За эти несколько минут она пробудила в нем чувства, о которых он и не подозревал доселе. Волны ликования заполняли его. Он чувствовал, как растет ее возбуждение. Ни одна женщина не вызывала в нем ощущения, что он так умел, так хорош. Затем настроение ее изменилось. Мягко, настойчиво она изгибалась под ним, пока они не оказались лицом к лицу. Ноги ее раздвинулись, глаза манили. Слабый звук, в котором слились воедино и радость, и страх, сорвался с ее губ, когда он скользнул в нее. Затем руки ее поднялись, схватили его ягодицы, и они начали.
Джон сражался как мужчина, но возбуждение его было столь велико, что уже спустя несколько мгновений он бился в экстазе, бился и выкрикивал ее прекрасное имя – выкрикивал, не заботясь, что его могут услышать слуги, выкрикивал во славу великой любви.
Он опустился на нее.
– Выходи за меня, шлюха, – выдохнул он.
Она медленно водила пальцами по его спине, впиваясь ногтями в кожу. Лицо ее оставалось бесстрастным. Ногти впивались больно, но он словно и не замечал этого. Он был слишком счастлив, слишком опьянен.
– Леди Мириам, ты должна стать моей женой.
– Я не настоящая леди.
Он рассмеялся.
– Ты должна ею быть!
В это мгновение он на ней и женился. Души их не расстанутся отныне вовек.

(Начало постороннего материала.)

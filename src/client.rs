//! Backend access for the news feed.
//!
//! The widget talks to the backend through the [`FetchNews`] trait so the
//! orchestrator can be driven by the real HTTP client or by an in-memory
//! source.
//!
//! - [`FetchNews`]: one GET, returning the decoded item list
//! - [`HttpNewsClient`]: `reqwest` implementation sending the caller identity headers
//! - [`extract_items`]: pulls `data.newsfeeds.data` out of a response body
//!
//! One attempt per fetch: no retry, no timeout.

use crate::error::WidgetError;
use crate::models::{NEWS_DATA_PATH, NEWS_DATA_POINTER, NewsItem};
use crate::utils::truncate_for_log;
use reqwest::header::{ACCEPT, ORIGIN, REFERER, USER_AGENT};
use serde_json::Value;
use std::time::Instant;
use tracing::{debug, info, instrument, warn};
use url::Url;

/// User agent sent when none is configured.
pub const DEFAULT_USER_AGENT: &str = concat!("news_widget/", env!("CARGO_PKG_VERSION"));

/// Source of news items.
pub trait FetchNews {
    /// Issue one request for `url` and return the items in backend order.
    async fn fetch_news(&self, url: &Url) -> Result<Vec<NewsItem>, WidgetError>;
}

/// Identity headers forwarded with the request, standing in for the
/// browsing context of the embedding page.
#[derive(Debug, Clone, PartialEq, Eq)]
pub struct CallerIdentity {
    pub user_agent: String,
    pub referer: Option<String>,
    pub origin: Option<String>,
}

impl Default for CallerIdentity {
    fn default() -> Self {
        Self {
            user_agent: DEFAULT_USER_AGENT.to_string(),
            referer: None,
            origin: None,
        }
    }
}

/// [`FetchNews`] over HTTP.
#[derive(Debug, Clone)]
pub struct HttpNewsClient {
    http: reqwest::Client,
    identity: CallerIdentity,
}

impl HttpNewsClient {
    pub fn new(identity: CallerIdentity) -> Self {
        Self::with_http(reqwest::Client::new(), identity)
    }

    /// Use a preconfigured `reqwest` client (proxy, TLS roots, ...).
    pub fn with_http(http: reqwest::Client, identity: CallerIdentity) -> Self {
        Self { http, identity }
    }
}

impl FetchNews for HttpNewsClient {
    #[instrument(level = "info", skip_all, fields(%url))]
    async fn fetch_news(&self, url: &Url) -> Result<Vec<NewsItem>, WidgetError> {
        let t0 = Instant::now();

        let mut request = self
            .http
            .get(url.clone())
            .header(ACCEPT, "application/json")
            .header(USER_AGENT, self.identity.user_agent.as_str());
        if let Some(referer) = &self.identity.referer {
            request = request.header(REFERER, referer.as_str());
        }
        if let Some(origin) = &self.identity.origin {
            request = request.header(ORIGIN, origin.as_str());
        }

        let response = request.send().await?;
        let status = response.status();
        // The body is decoded whatever the status; a missing data path is the failure.
        if !status.is_success() {
            warn!(%status, "News endpoint returned non-success status");
        }
        let body = response.text().await?;
        debug!(
            %status,
            bytes = body.len(),
            elapsed_ms = t0.elapsed().as_millis() as u64,
            "Received news response"
        );

        let items = extract_items(&body).inspect_err(|e| {
            warn!(error = %e, body_preview = %truncate_for_log(&body, 300), "Undecodable news response");
        })?;
        info!(count = items.len(), "Fetched news items");
        Ok(items)
    }
}

/// Decode a response body and return the items at `data.newsfeeds.data`.
///
/// # Errors
///
/// - [`WidgetError::Json`] if the body is not JSON or an item is malformed
/// - [`WidgetError::MissingField`] if the nested path is absent or null
pub fn extract_items(body: &str) -> Result<Vec<NewsItem>, WidgetError> {
    let mut root: Value = serde_json::from_str(body)?;
    let list = root
        .pointer_mut(NEWS_DATA_POINTER)
        .map(Value::take)
        .filter(|v| !v.is_null())
        .ok_or(WidgetError::MissingField(NEWS_DATA_PATH))?;
    Ok(serde_json::from_value(list)?)
}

Он вспоминал те годы – годы безумной любви, ее чудо и ее ужас, дивное великолепие страсти. Так много было приобретено, так много потеряно.
И поместье пришло в запустение. Крестьяне сбежали. Костры пытан потухли. Угас и старый лорд. Джон потерял себя в ней, потерял – и найти уже не мог. Потерял себя в любви к ней.
Мириам была встревожена, Голова Джона безвольно покачивалась, рот приоткрылся. Он явно дремал. Для них это было просто немыслимо. Они или бодрствовали, или Спали, то есть находились в глубоком укрепляющем трансе, свойственном их природе.
Он беспокойно пошевелился. Ах, только одно могло быть не в порядке! Она тряхнула головой, отказываясь в это поверить. Не так скоро, конечно, нет!
Она включила четвертую скорость. Огни мелькали за окнами, машина неслась к Нью-Йорку.
– Ты едешь слишком быстро. – Он повысил голос, стараясь перекрыть шум ветра.
– Мы одни на дороге.
Стрелка спидометра дрожала около восьмидесяти. Мириам, откинув голову назад, рассмеялась – горько и зло. Он не мог так быстро сдать. Она так его любила – его молодость, его свежесть. Рука ее скользнула в его руку, ощутила ответное пожатие.
– Ты задремал, да?
Она почувствовала на себе его взгляд.
– У меня были видения.
– Это похоже на Сон?
– Что-то вроде грез наяву. Я наполовину бодрствовал. Я видел прошлое – то время, когда мы встретились.